What Is Zoledronic Acid and How Is It Used?

Reclast (zoledronic acid) is a third-generation, nitrogen-containing bisphosphonate administered as a single 5 mg intravenous infusion over at least 15 minutes, typically once per year. The FDA approved it in 2007 for postmenopausal osteoporosis, and subsequent approvals extended its use to osteoporosis in men, glucocorticoid-induced osteoporosis, and Paget's disease of bone. A separate 4 mg formulation (Zometa) is used for oncologic indications at higher cumulative doses, which are associated with higher rates of certain serious adverse events than the osteoporosis dosing regimen.

Mechanism and Why It Matters for Side Effects

Zoledronic acid binds strongly to hydroxyapatite at bone resorption sites and inhibits farnesyl pyrophosphate synthase in osteoclasts. This mechanism explains both its therapeutic benefit and its adverse event profile. Osteoclast suppression, systemic immune activation from nitrogen-containing metabolites, and renal filtration of the drug all contribute to distinct adverse event clusters. Understanding which cluster drives which symptom helps patients and clinicians distinguish expected post-infusion reactions from warning signs requiring intervention.

Approved Dose vs. Oncologic Dose

The osteoporosis dose is 5 mg once yearly (or 5 mg once every two years for prevention). The oncologic dose (Zometa) is 4 mg every 3 to 4 weeks. Most serious adverse events, particularly osteonecrosis of the jaw (ONJ) and renal toxicity, occur at substantially higher rates with the oncologic regimen because cumulative annual dose exposure is roughly 12 to 16 times higher. Trial data reviewed here focuses on the 5 mg/year osteoporosis regimen unless stated otherwise.


Acute Phase Reaction: The Most Common Adverse Event

The acute phase reaction (APR), sometimes called post-infusion flu-like syndrome, is the single most frequent adverse event associated with zoledronic acid infusion. It consists of fever, myalgia, arthralgia, headache, and fatigue, typically beginning within 24 to 72 hours of infusion and resolving within 3 days for most patients.

Incidence in the HORIZON Key Fracture Trial

The HORIZON Key Fracture Trial (HORIZON-PFT, N=7,765 postmenopausal women aged 65 to 89) remains the landmark dataset for Reclast adverse event rates. Published in the New England Journal of Medicine in 2007, the trial reported that pyrexia occurred in 17.1% of zoledronic acid patients vs. 2.5% of placebo patients after the first infusion, and myalgia in 9.0% vs. 2.5% (Black DM et al., NEJM 2007). Combining all APR-type symptoms, roughly 32% of patients in the active group experienced at least one component after their first dose.
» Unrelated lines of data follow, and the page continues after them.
//! CLI for Peril
//!
//! Subcommands:
//! - `server`: declare the topology, log game events and broadcast pause/resume
//! - `client`: join as a player and send moves

use clap::{Parser, Subcommand};
use peril::broker::Broker;
use peril::client::PlayerSession;
use peril::client::handlers::{handle_move, handle_pause, handle_war};
use peril::config::{Settings, load_config};
use peril::commands::{run_player_commands, run_server_commands};
use peril::pubsub::{
    AckDecision, BincodeCodec, JsonCodec, QueueDurability, SubscribeOptions, setup_topology,
    subscribe,
};
use peril::routing::{
    ARMY_MOVES_PREFIX, EXCHANGE_PERIL_DIRECT, EXCHANGE_PERIL_TOPIC, GAME_LOG_SLUG, GameLog,
    PAUSE_KEY, WAR_RECOGNITIONS_PREFIX, any_player, player_key,
};
use peril::transport::{AmqpTransport, Channel, MemoryTransport, Transport};
use peril::utils::logging;
use tokio::io::BufReader;
use tracing::{debug, error, info};

#[derive(Parser)]
#[command(name = "peril")]
struct Cli {
    /// Run against an in-process broker instead of RabbitMQ
    #[arg(long, global = true)]
    memory: bool,

    #[command(subcommand)]
    command: Command,
}

#[derive(Subcommand)]
enum Command {
    /// Start the game server
    Server,
    /// Join the game as a player
    Client {
        #[arg(long)]
        username: String,
    },
}

#[tokio::main]
async fn main() {
    dotenvy::dotenv().ok();
    let cli = Cli::parse();

    let settings = match load_config() {
        Ok(settings) => settings,
        Err(e) => {
            logging::init("info");
            error!("Failed to load configuration: {}", e);
            return;
        }
    };
    logging::init(&settings.log.level);

    if let Err(e) = start(cli, &settings).await {
        error!("Peril failed: {}", e);
    }
}

async fn start(cli: Cli, settings: &Settings) -> Result<(), Box<dyn std::error::Error>> {
    if cli.memory {
        let transport = MemoryTransport::connect(&Broker::shared())?;
        run(cli.command, transport, settings).await
    } else {
        let transport = AmqpTransport::connect(&settings.broker.url).await?;
        run(cli.command, transport, settings).await
    }
}

async fn run<T: Transport>(
    command: Command,
    transport: T,
    settings: &Settings,
) -> Result<(), Box<dyn std::error::Error>> {
    let channel = transport.create_channel().await?;
    setup_topology(&channel, &settings.topology).await?;

    let outcome = match command {
        Command::Server => run_server(&transport, channel, settings).await,
        Command::Client { username } => run_client(&transport, channel, settings, &username).await,
    };

    transport.close().await?;
    outcome
}

fn options(settings: &Settings, mode: QueueDurability) -> SubscribeOptions {
    SubscribeOptions::new(mode)
        .dead_letter_exchange(Some(settings.topology.dead_letter_exchange.clone()))
}

async fn run_server<T: Transport>(
    transport: &T,
    publisher: T::Channel,
    settings: &Settings,
) -> Result<(), Box<dyn std::error::Error>> {
    let logs = subscribe(
        transport,
        BincodeCodec,
        EXCHANGE_PERIL_TOPIC,
        GAME_LOG_SLUG,
        &any_player(GAME_LOG_SLUG),
        options(settings, QueueDurability::Durable),
        |log: GameLog| {
            info!(
                "[{}] {}: {}",
                log.current_time.format("%H:%M:%S"),
                log.username,
                log.message
            );
            AckDecision::Ack
        },
    )
    .await?;

    info!("Peril server started. Type `help` for commands.");
    tokio::select! {
        summary = run_server_commands(&publisher, BufReader::new(tokio::io::stdin())) => {
            let summary = summary?;
            debug!("Server sent {} messages, {} failed", summary.published, summary.failed);
        }
        _ = tokio::signal::ctrl_c() => {
            info!("Shutdown signal received. Exiting gracefully.");
        }
    }

    logs.abort();
    publisher.close().await?;
    Ok(())
}

async fn run_client<T: Transport>(
    transport: &T,
    publisher: T::Channel,
    settings: &Settings,
    username: &str,
) -> Result<(), Box<dyn std::error::Error>> {
    let session = PlayerSession::new(username);

    let subscriptions = [
        subscribe(
            transport,
            JsonCodec,
            EXCHANGE_PERIL_DIRECT,
            &player_key(PAUSE_KEY, username),
            PAUSE_KEY,
            options(settings, QueueDurability::Transient),
            handle_pause(session.clone()),
        )
        .await?,
        subscribe(
            transport,
            JsonCodec,
            EXCHANGE_PERIL_TOPIC,
            &player_key(ARMY_MOVES_PREFIX, username),
            &any_player(ARMY_MOVES_PREFIX),
            options(settings, QueueDurability::Transient),
            handle_move(session.clone()),
        )
        .await?,
        subscribe(
            transport,
            JsonCodec,
            EXCHANGE_PERIL_TOPIC,
            WAR_RECOGNITIONS_PREFIX,
            &any_player(WAR_RECOGNITIONS_PREFIX),
            options(settings, QueueDurability::Durable),
            handle_war(session.clone()),
        )
        .await?,
    ];

    info!("Welcome, {}! Type `help` for commands.", username);
    let input = BufReader::new(tokio::io::stdin());
    tokio::select! {
        summary = run_player_commands(&publisher, &session, input) => {
            let summary = summary?;
            debug!("{} sent {} messages, {} failed", username, summary.published, summary.failed);
        }
        _ = tokio::signal::ctrl_c() => {
            info!("Shutdown signal received. Exiting gracefully.");
        }
    }

    for subscription in &subscriptions {
        subscription.abort();
    }
    publisher.close().await?;
    Ok(())
}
Does the Reaction Diminish With Subsequent Doses?

Yes. Data from HORIZON-PFT show APR frequency drops substantially with repeated annual infusions. By year 3, pyrexia incidence in the zoledronic acid group fell to approximately 2.8%, comparable to placebo rates. This attenuation pattern has been observed across multiple cohort studies and is consistent with downregulation of peripheral blood gamma-delta T cells, the primary immune effectors of the APR.

Mitigation Strategies

Pretreatment with acetaminophen 1,000 mg at the time of infusion and 500 mg every 6 hours for 24 hours reduces APR severity. A 2011 placebo-controlled crossover study (N=60) published in the Journal of Bone and Mineral Research found that acetaminophen premedication reduced fever incidence from 47% to 18% (Dhillon S, Curr Med Res Opin 2011). Adequate pre-infusion hydration (500 mL oral fluid in the 2 hours before infusion) is also specified in the FDA prescribing information.


Renal Adverse Events

Zoledronic acid is renally cleared, and the kidneys see the highest drug concentration immediately after infusion. Nephrotoxicity is dose- and infusion-rate-dependent, which is why the label mandates a minimum 15-minute infusion time and baseline creatinine assessment.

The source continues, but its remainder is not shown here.